The server is postfix

235 2.7.0 Authentication successful

MAIL FROM: [email protected]
250 2.1.0 Ok
RCPT TO: [email protected]
depth=0 /C=AU/ST=NSW/L=Sydney/O=Self-Signed Key! Procees with caution!/OU=Web Hosting/[email protected]
verify error:num=18:self signed certificate
verify return:1
depth=0 /C=AU/ST=NSW/L=Sydney/O=Self-Signed Key! Procees with caution!/OU=Web Hosting/[email protected]
verify return:1
554 5.5.1 Error: no valid recipients

but, the thing is, if I just do a vanilla telnet over port 25 I can authenticate and send mail like a madman... hopefully this is enough information! (as opposed to 'mail.app can't handle ssl!')

  • Not by a long shot. Provide the output from postconf -n and the relevant part of your mail log (the part containing the entire transaction from beginning to end).
    – adaptr
    Dec 1, 2011 at 12:58
  • Have you tried another RCPT TO: [email protected]?
    – Andy Smith
    Dec 1, 2011 at 12:58
  • possible duplicate of Exim TLS and Secure SMTP
    – jj33
    Dec 1, 2011 at 14:53
  • Ooh, I like the automatic comments when you flag as a dupe, nice touch. It's not super obvious that the questions are duplicates since they're using different MTAs and @lol didn't say that he was using s_client to test, but he is, and they are =)
    – jj33
    Dec 1, 2011 at 14:55
  • really, you're beautiful people. you can have a doctorate in methods in computing but if you simply are not well versed in using programs you still need community help! I <3 stack overflow. In terms of the actual duplicate post - what should I do? (since the tags and the title in no way reflect what is actually going on in the tty) ...?
    – lol
    Dec 1, 2011 at 15:04

2 Answers 2


Pressing "R" in an s_client session causes openssl to renegotiate. Try entering "rcpt to:" instead of "RCPT TO".
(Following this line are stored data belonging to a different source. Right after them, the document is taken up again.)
/// Insertion-ordered, keyed collection of entities
pub struct StMap<T> {
    id_getter: IdGetter<T>,
    merge: MergeStrategy<T>,
    items: IndexMap<Id, Arc<T>>,
    /// Set on collections derived by `map`, whose values need not resolve to
    /// their own key
    view: bool,
    /// Set by `from_object`, whose sampled key typing may leave an entry
    /// under a key it does not resolve to
    object_keyed: bool,
}
//! Entity state snapshots and pending transitions

use std::fmt;
use std::sync::Arc;

use entity_map::{Id, Record, StMap};
use indexmap::IndexSet;
use tracing::trace;

use crate::error::{same_error, SharedError, StoreError};

// ============================================================================
// EntityState
// ============================================================================

/// One immutable snapshot of an entity store
///
/// Snapshots are published as `Arc<EntityState<T>>` and never modified
/// afterwards. Unchanged parts are shared between consecutive snapshots, so
/// `Arc::ptr_eq` on `entities` or `active` tells whether that part changed.
pub struct EntityState<T> {
    /// All entities, in insertion order
    pub entities: Arc<StMap<T>>,
    /// Active ids, in activation order; always a subset of `entities`
    pub active: Arc<IndexSet<Id>>,
    pub loading: bool,
    pub error: Option<SharedError>,
}

impl<T: Record> EntityState<T> {
    pub(crate) fn new(entities: StMap<T>, active: IndexSet<Id>) -> Self {
        Self {
            entities: Arc::new(entities),
            active: Arc::new(active),
            loading: true,
            error: None,
        }
    }

    /// Active entities, in activation order
    pub fn active_entities(&self) -> Vec<Arc<T>> {
        self.active
            .iter()
            .filter_map(|id| self.entities.get(id).cloned())
            .collect()
    }

    /// The first active id, if any
    pub fn active_id(&self) -> Option<&Id> {
        self.active.first()
    }

    pub fn has_active(&self) -> bool {
        !self.active.is_empty()
    }

    /// Whether `other` shares every part of this snapshot
    pub fn same_as(&self, other: &Self) -> bool {
        Arc::ptr_eq(&self.entities, &other.entities)
            && Arc::ptr_eq(&self.active, &other.active)
            && self.loading == other.loading
            && same_error(&self.error, &other.error)
    }

    /// Check the structural invariants of this snapshot
    ///
    /// Every stored entity must resolve to its own key, and every active id
    /// must name a stored entity.
    pub fn check_invariants(&self) -> Result<(), StoreError> {
        if let Some(id) = self.entities.find_inconsistent_key() {
            return Err(StoreError::InvariantViolation(format!(
                "entity stored under key {id} does not resolve to it ({})",
                self.entities.id_getter().describe()
            )));
        }
        if let Some(id) = self.active.iter().find(|id| !self.entities.has(id)) {
            return Err(StoreError::InvariantViolation(format!(
                "active id {id} is not a stored entity"
            )));
        }
        Ok(())
    }
}

impl<T> Clone for EntityState<T> {
    fn clone(&self) -> Self {
        Self {
            entities: Arc::clone(&self.entities),
            active: Arc::clone(&self.active),
            loading: self.loading,
            error: self.error.clone(),
        }
    }
}

impl<T> fmt::Debug for EntityState<T> {
    fn fmt(&self, f: &mut fmt::Formatter<'_>) -> fmt::Result {
        f.debug_struct("EntityState")
            .field("entities", &self.entities.len())
            .field("active", &self.active)
            .field("loading", &self.loading)
            .field("error", &self.error.as_ref().map(|e| e.to_string()))
            .finish()
    }
}

// ============================================================================
// ActiveRef
// ============================================================================

/// What an active-set operation refers to
pub enum ActiveRef<T> {
    Id(Id),
    Ids(Vec<Id>),
    /// An entity, resolved to its key
    Entity(T),
    Entities(Vec<T>),
}

impl<T: Record> ActiveRef<T> {
    pub fn ids<I: Into<Id>>(ids: impl IntoIterator<Item = I>) -> Self {
        ActiveRef::Ids(ids.into_iter().map(Into::into).collect())
    }

    pub fn entity(entity: T) -> Self {
        ActiveRef::Entity(entity)
    }

    /// Keys of the referenced entities that exist in `entities`
    ///
    /// Ids that are absent, and entities without a resolvable key, are
    /// skipped.
    pub fn resolve(&self, entities: &StMap<T>) -> Vec<Id> {
        let candidates: Vec<Id> = match self {
            ActiveRef::Id(id) => vec![id.clone()],
            ActiveRef::Ids(ids) => ids.clone(),
            ActiveRef::Entity(entity) => entities.resolve_id(entity).into_iter().collect(),
            ActiveRef::Entities(list) => list.iter().filter_map(|e| entities.resolve_id(e)).collect(),
        };
        candidates
            .into_iter()
            .filter(|id| {
                let present = entities.has(id);
                if !present {
                    trace!(id = %id, "Skipping active reference to absent entity");
                }
                present
            })
            .collect()
    }
}

impl<T> From<Id> for ActiveRef<T> {
    fn from(id: Id) -> Self {
        ActiveRef::Id(id)
    }
}

impl<T> From<Vec<Id>> for ActiveRef<T> {
    fn from(ids: Vec<Id>) -> Self {
        ActiveRef::Ids(ids)
    }
}

impl<T> From<i64> for ActiveRef<T> {
    fn from(id: i64) -> Self {
        ActiveRef::Id(Id::Num(id))
    }
}

impl<T> From<i32> for ActiveRef<T> {
    fn from(id: i32) -> Self {
        ActiveRef::Id(Id::from(id))
    }
}

impl<T> From<&str> for ActiveRef<T> {
    fn from(id: &str) -> Self {
        ActiveRef::Id(Id::from(id))
    }
}

impl<T> fmt::Debug for ActiveRef<T> {
    fn fmt(&self, f: &mut fmt::Formatter<'_>) -> fmt::Result {
        match self {
            ActiveRef::Id(id) => f.debug_tuple("Id").field(id).finish(),
            ActiveRef::Ids(ids) => f.debug_tuple("Ids").field(ids).finish(),
            ActiveRef::Entity(_) => f.write_str("Entity(..)"),
            ActiveRef::Entities(list) => write!(f, "Entities({})", list.len()),
        }
    }
}

// ============================================================================
// Transition
// ============================================================================

/// A state change being assembled before it is published
///
/// Handed to the post hooks, which may adjust the active set. Whatever the
/// hooks leave behind is published as a single snapshot.
pub struct Transition<T> {
    previous: Arc<EntityState<T>>,
    entities: Arc<StMap<T>>,
    active: Arc<IndexSet<Id>>,
}

impl<T: Record> Transition<T> {
    pub(crate) fn new(previous: &Arc<EntityState<T>>) -> Self {
        Self {
            previous: Arc::clone(previous),
            entities: Arc::clone(&previous.entities),
            active: Arc::clone(&previous.active),
        }
    }

    /// The published snapshot this transition started from
    pub fn previous(&self) -> &EntityState<T> {
        &self.previous
    }

    /// Entities as they will be published
    pub fn entities(&self) -> &StMap<T> {
        &self.entities
    }

    /// Active ids as they will be published
    pub fn active(&self) -> &IndexSet<Id> {
        &self.active
    }

    pub(crate) fn set_entities(&mut self, entities: Arc<StMap<T>>) {
        self.entities = entities;
    }

    /// Replace the active set; ids that are not entities are skipped
    pub fn set_active(&mut self, ids: impl IntoIterator<Item = Id>) {
        let next: IndexSet<Id> = ids.into_iter().filter(|id| self.entities.has(id)).collect();
        if next != *self.active {
            self.active = Arc::new(next);
        }
    }

    /// Append ids to the active set; ids that are not entities are skipped
    pub fn add_active(&mut self, ids: impl IntoIterator<Item = Id>) {
        let entities = Arc::clone(&self.entities);
        self.edit_active(|active| {
            let mut changed = false;
            for id in ids {
                if entities.has(&id) {
                    changed |= active.insert(id);
                }
            }
            changed
        });
    }

    /// Drop ids from the active set
    pub fn remove_active(&mut self, ids: &[Id]) {
        if !ids.iter().any(|id| self.active.contains(id)) {
            return;
        }
        self.edit_active(|active| {
            for id in ids {
                active.shift_remove(id);
            }
            true
        });
    }

    /// Drop active ids that are no longer entities
    pub fn sync_active(&mut self) {
        let entities = Arc::clone(&self.entities);
        if self.active.iter().all(|id| entities.has(id)) {
            return;
        }
        self.edit_active(|active| {
            active.retain(|id| entities.has(id));
            true
        });
    }

    fn edit_active(&mut self, f: impl FnOnce(&mut IndexSet<Id>) -> bool) {
        let mut next = (*self.active).clone();
        if f(&mut next) {
            self.active = Arc::new(next);
        }
    }

    /// The resulting snapshot, or `None` when nothing changed
    pub(crate) fn finish(self) -> Option<EntityState<T>> {
        if Arc::ptr_eq(&self.entities, &self.previous.entities)
            && Arc::ptr_eq(&self.active, &self.previous.active)
        {
            return None;
        }
        Some(EntityState {
            entities: self.entities,
            active: self.active,
            loading: self.previous.loading,
            error: self.previous.error.clone(),
        })
    }
}

impl<T> fmt::Debug for Transition<T> {
    fn fmt(&self, f: &mut fmt::Formatter<'_>) -> fmt::Result {
        f.debug_struct("Transition")
            .field("entities", &self.entities.len())
            .field("active", &self.active)
            .finish()
    }
}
You might also try tools that are more suited to SMTP-specific testing, such as Tony Finch's smtpc or swaks.

  • 14
    To be clear, s_client is just wrong here. You were correct in principle for using "RCPT TO". It's completely braindead that a plain text "R", in a tool that's made for typing text into, causes a renegotiate. The fact that you can get around it by using "rcpt to" is just a way to work around the bug/poor implementation decision in s_client.
    – jj33
    Dec 1, 2011 at 15:11
  • 16
    Oh my goodness. OpenSSL, what did you smoke? :'(
    – bot47
    Dec 30, 2014 at 22:36
  • 2
    It’s behavior that could be useful, but on by default? When I saw the message I assumed the renegotiation was caused by the server and there was a bug there. (Sorry for this “me too!” post)
    – binki
    Nov 5, 2015 at 21:50
  • 17
    Another workaround is to use openssl s_client -quiet, which suppresses the interactive interpretation of R and Q characters. Nov 13, 2016 at 5:03
  • 3
    o-m-g saved my day
    – Marki
    Dec 26, 2017 at 14:55

It's a design flaw in openssl. As @jj33 alludes, the R at the beginning of a line causes openssl to renegotiate.

Start openssl s_client with the -quiet option. I use:

openssl s_client -starttls smtp -quiet -connect $HOST:$PORT

Granted, you will not see as much debugging output for the certificate. If it fails to verify the cert, you may need to add that option.

Hat tips:

  • 200_success
  • jj33


I didn't mean to steal your answer, but I thought it better if there is an actual answer which fully explains the work-around, rather than for people to fish in comments.